KUALA KURUN – Bappedalitbang Provinsi Kalteng bekerjasama dengan Poltekes Kemenkes Palangka Raya menggelar FGD, dalam rangka kajian faktor sosio-ekonomi dan demografi, serta dukungan pemerintah daerah pada keluarga dengan balita stunting di Kabupaten Gumas.
“FGD ini untuk memberikan gambaran mengenai apa saja hal yang terlewatkan dan belum optimal, sehingga menjadi bahan masukan untuk kebijakan lebih lanjut dalam penurunan angka prevalensi stunting,” kata Sekda Gumas Richard, yang diwakili Kepala Bapperida Yantrio Aulia, Jumat, 14 Juni 2024.

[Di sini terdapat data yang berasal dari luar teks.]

impl Workspace {
    /// Create an empty workspace directory.
    ///
    /// # Errors
    ///
    /// Returns [`UploadError::Io`] if the directory cannot be created.
    pub fn create(settings: &GitSettings) -> UploadResult<Self> {
        let mut builder = tempfile::Builder::new();
        builder.prefix("gitdrop-ws-");
        let dir = match &settings.temp_root {
            Some(root) => builder.tempdir_in(root),
            None => builder.tempdir(),
        }?;
        let repo = dir.path().join(CLONE_DIR);
        tracing::debug!(dir = %dir.path().display(), "Workspace created");
        Ok(Self {
            dir,
            repo,
            settings: settings.clone(),
            state: WorkspaceState::Created,
        })
    }

    /// Current lifecycle state.
    #[must_use]
    pub fn state(&self) -> WorkspaceState {
        self.state
    }

    /// Root of the working tree.
    #[must_use]
    pub fn repo_path(&self) -> &Path {
        &self.repo
    }

    fn expect(&self, expected: WorkspaceState) -> UploadResult<()> {
        if self.state == expected {
            Ok(())
        } else {
            Err(UploadError::InvalidState {
                expected: expected.to_string(),
                actual: self.state.to_string(),
            })
        }
    }

    fn advance<T>(&mut self, result: UploadResult<T>, next: WorkspaceState) -> UploadResult<T> {
        self.state = if result.is_ok() {
            next
        } else {
            WorkspaceState::Failed
        };
        result
    }

    async fn git_local(&self, args: &[&str]) -> UploadResult<String> {
        self.settings
            .run(&self.repo, args, None, false)
            .await
            .map(|out| out.stdout)
            .map_err(|GitFailure { detail }| UploadError::Git {
                command: args.first().copied().unwrap_or_default().to_owned(),
                detail,
            })
    }

    /// Shallow-clone `branch`, falling back to the default branch when the
    /// remote does not have it, then check out `branch`.
    ///
    /// # Errors
    ///
    /// Returns [`UploadError::Clone`] if cloning fails for any reason other
    /// than a missing branch, or if the fallback clone also fails.
    pub async fn clone_branch(
        &mut self,
        auth: &AuthContext,
        branch: &str,
    ) -> UploadResult<CloneOutcome> {
        self.expect(WorkspaceState::Created)?;
        let cloned = self.clone_inner(auth, branch).await;
        let outcome = self.advance(cloned, WorkspaceState::Cloned)?;

        let checkout = match outcome {
            CloneOutcome::Existing => Ok(()),
            CloneOutcome::CreatedFromDefault => self.create_branch(branch).await,
        };
        self.advance(checkout, WorkspaceState::BranchReady)?;
        tracing::info!(branch, outcome = ?outcome, "Branch ready");
        Ok(outcome)
    }

    async fn clone_inner(&self, auth: &AuthContext, branch: &str) -> UploadResult<CloneOutcome> {
        let url = auth.remote_url();
        let first = self
            .settings
            .run(
                self.dir.path(),
                [
                    "clone",
                    "--depth=1",
                    "--single-branch",
                    "--branch",
                    branch,
                    "--",
                    url,
                    CLONE_DIR,
                ],
                Some(auth),
                true,
            )
            .await;
        let detail = match first {
            Ok(_) => return Ok(CloneOutcome::Existing),
            Err(GitFailure { detail }) => detail,
        };
        if !is_missing_branch(&detail) {
            return Err(UploadError::Clone(detail));
        }

        tracing::info!(branch, "Branch not found on remote, cloning default branch");
        if tokio::fs::try_exists(&self.repo).await.unwrap_or(false) {
            tokio::fs::remove_dir_all(&self.repo).await?;
        }
        self.settings
            .run(
                self.dir.path(),
                ["clone", "--depth=1", "--", url, CLONE_DIR],
                Some(auth),
                true,
            )
            .await
            .map_err(|GitFailure { detail }| UploadError::Clone(detail))?;
        Ok(CloneOutcome::CreatedFromDefault)
    }

    async fn create_branch(&self, branch: &str) -> UploadResult<()> {
        let born = self
            .settings
            .run(&self.repo, ["rev-parse", "--verify", "-q", "HEAD"], None, false)
            .await
            .is_ok();
        if born {
            self.git_local(&["checkout", "-b", branch]).await?;
        } else {
            // An empty remote has no commit to branch from.
            let head = format!("refs/heads/{branch}");
            self.git_local(&["symbolic-ref", "HEAD", head.as_str()]).await?;
        }
        Ok(())
    }

    /// Set the commit identity and, for URL-based auth, the credentialed
    /// remote.
    ///
    /// # Errors
    ///
    /// Returns [`UploadError::Git`] if `git config` or `git remote` fails.
    pub async fn configure(&mut self, author: &Author, auth: &AuthContext) -> UploadResult<()> {
        self.expect(WorkspaceState::BranchReady)?;
        let result = self.configure_inner(author, auth).await;
        self.advance(result, WorkspaceState::BranchReady)
    }

    async fn configure_inner(&self, author: &Author, auth: &AuthContext) -> UploadResult<()> {
        self.git_local(&["config", "user.name", author.name.as_str()]).await?;
        self.git_local(&["config", "user.email", author.email.as_str()]).await?;
        if !auth.is_ssh() {
            self.set_remote(auth).await?;
        }
        Ok(())
    }

    async fn set_remote(&self, auth: &AuthContext) -> UploadResult<()> {
        self.settings
            .run(
                &self.repo,
                ["remote", "set-url", "origin", auth.remote_url()],
                Some(auth),
                false,
            )
            .await
            .map(drop)
            .map_err(|GitFailure { detail }| UploadError::Git {
                command: "remote".into(),
                detail,
            })
    }

    /// Write `files` into the working tree.
    ///
    /// Paths that are empty, hidden, absolute, contain `..` or a `.git`
    /// component, or would land outside the tree through a symlink are
    /// skipped with a warning. Returns how many files were written.
    ///
    /// # Errors
    ///
    /// Returns [`UploadError::FileProcessing`] if a file cannot be written.
    pub async fn write_files(&mut self, files: &[MaterializedFile]) -> UploadResult<usize> {
        self.expect(WorkspaceState::BranchReady)?;
        let result = self.write_inner(files).await;
        self.advance(result, WorkspaceState::FilesWritten)
    }

    async fn write_inner(&self, files: &[MaterializedFile]) -> UploadResult<usize> {
        let root = tokio::fs::canonicalize(&self.repo).await?;
        let mut written = 0usize;
        for file in files {
            let Some(relative) = safe_relative_path(&file.path) else {
                tracing::warn!(path = %file.path, "Skipping unsafe path");
                continue;
            };
            if !write_within(&root, &relative, &file.content)
                .await
                .map_err(|e| UploadError::file(&file.path, e))?
            {
                tracing::warn!(path = %file.path, "Skipping path that escapes the repository");
                continue;
            }
            written = written.saturating_add(1);
        }
        tracing::debug!(written, total = files.len(), "Files materialized");
        Ok(written)
    }

    /// Stage everything and summarize the change set.
    ///
    /// # Errors
    ///
    /// Returns [`UploadError::NoChanges`] if nothing changed, or
    /// [`UploadError::Git`] if staging fails.
    pub async fn stage(&mut self) -> UploadResult<StatusSummary> {
        self.expect(WorkspaceState::FilesWritten)?;
        let result = self.stage_inner().await;
        self.advance(result, WorkspaceState::Staged)
    }

    async fn stage_inner(&self) -> UploadResult<StatusSummary> {
        self.git_local(&["add", "-A"]).await?;
        let porcelain = self.git_local(&["status", "--porcelain"]).await?;
        let summary = StatusSummary::parse(&porcelain);
        if summary.is_empty() {
            return Err(UploadError::NoChanges);
        }
        tracing::info!(
            added = summary.added,
            modified = summary.modified,
            deleted = summary.deleted,
            renamed = summary.renamed,
            "Changes staged"
        );
        Ok(summary)
    }

    /// Commit staged changes and return the new commit id.
    ///
    /// # Errors
    ///
    /// Returns [`UploadError::Git`] if the commit fails.
    pub async fn commit(&mut self, message: &str) -> UploadResult<String> {
        self.expect(WorkspaceState::Staged)?;
        let result = self.commit_inner(message).await;
        self.advance(result, WorkspaceState::Committed)
    }

    async fn commit_inner(&self, message: &str) -> UploadResult<String> {
        self.git_local(&["commit", "--no-verify", "--no-gpg-sign", "-m", message])
            .await?;
        let id = self.git_local(&["rev-parse", "HEAD"]).await?;
        Ok(id.trim().to_owned())
    }

    /// Push the commit to `branch` on origin, creating it if needed.
    ///
    /// # Errors
    ///
    /// Returns [`UploadError::Push`] if the remote rejects the push or cannot
    /// be reached.
    pub async fn push(&mut self, auth: &AuthContext, branch: &str) -> UploadResult<()> {
        self.expect(WorkspaceState::Committed)?;
        let result = self.push_inner(auth, branch).await;
        self.advance(result, WorkspaceState::Pushed)
    }

    async fn push_inner(&self, auth: &AuthContext, branch: &str) -> UploadResult<()> {
        if !auth.is_ssh() {
            let current = self
                .settings
                .run(
                    &self.repo,
                    ["remote", "get-url", "--push", "origin"],
                    Some(auth),
                    false,
                )
                .await
                .map(|out| out.stdout.trim().to_owned())
                .unwrap_or_default();
            if current != auth.remote_url() {
                tracing::warn!("Push URL changed since clone, restoring it");
                self.set_remote(auth).await?;
            }
        }

        let refspec = format!("HEAD:refs/heads/{branch}");
        self.settings
            .run(
                &self.repo,
                ["push", "--set-upstream", "origin", refspec.as_str()],
                Some(auth),
                true,
            )
            .await
            .map_err(|GitFailure { detail }| UploadError::Push(detail))?;
        tracing::info!(branch, "Pushed");
        Ok(())
    }

    /// Remove the workspace directory.
    ///
    /// # Errors
    ///
    /// Returns [`UploadError::Cleanup`] if the directory cannot be removed.
    pub fn close(self) -> UploadResult<()> {
        let path = self.dir.path().display().to_string();
        self.dir
            .close()
            .map_err(|e| UploadError::Cleanup(format!("failed to remove {path}: {e}")))
    }
}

Berdasarkan data dari Survei Kesehatan Indonesia prevalensi stunting Indonesia tahun 2023 sebesar 21,5 persen, Provinsi Kalteng 23,5 persen dan Kabupaten Gumas 12,9 persen. Dari prevalensi stunting Kabupaten Gumas yang rendah dibanding angka nasional dan provinsi, itu menandakan kerja keras selama ini tidak sia-sia.
“Mari kita terus bekerja dan maju bersama garda terdepan dalam menurunkan stunting. Tanpa aksi-aksi nyata, penurunan stunting hanya ramai sebagai wacana dalam forum diskusi, tetapi sepi di dalam implementasi,” tegasnya.
Terpisah, Ketua Tim Peneliti Poltekes Kemenkes Palangka Raya Nila Susanti mengatakan, FGD ini untuk berbagi pengalaman, pengetahuan dan ide-ide inovatif, sehingga meningkatkan pemahaman, serta upaya dalam penanggulangan stunting di Kabupaten Gumas.
“Dengan diskusi ini akan menghasilkan gagasan berharga dan memberi dampak positif bagi anak-anak yang merupakan generasi penerus bangsa,” jelasnya.
Dia menambahkan, kajian faktor sosio-ekonomi dan demografi serta dukungan pemerintah daerah, pada keluarga dengan balita stunting menjadi topik yang relevan dan mendesak dibahas.
“Untuk itu, kita harus bersama-sama mencari solusi terbaik memberi perlindungan dan perhatian yang lebih baik kepada balita stunting, serta mendukung keluarga yang membutuhkan bantuan,” tandasnya.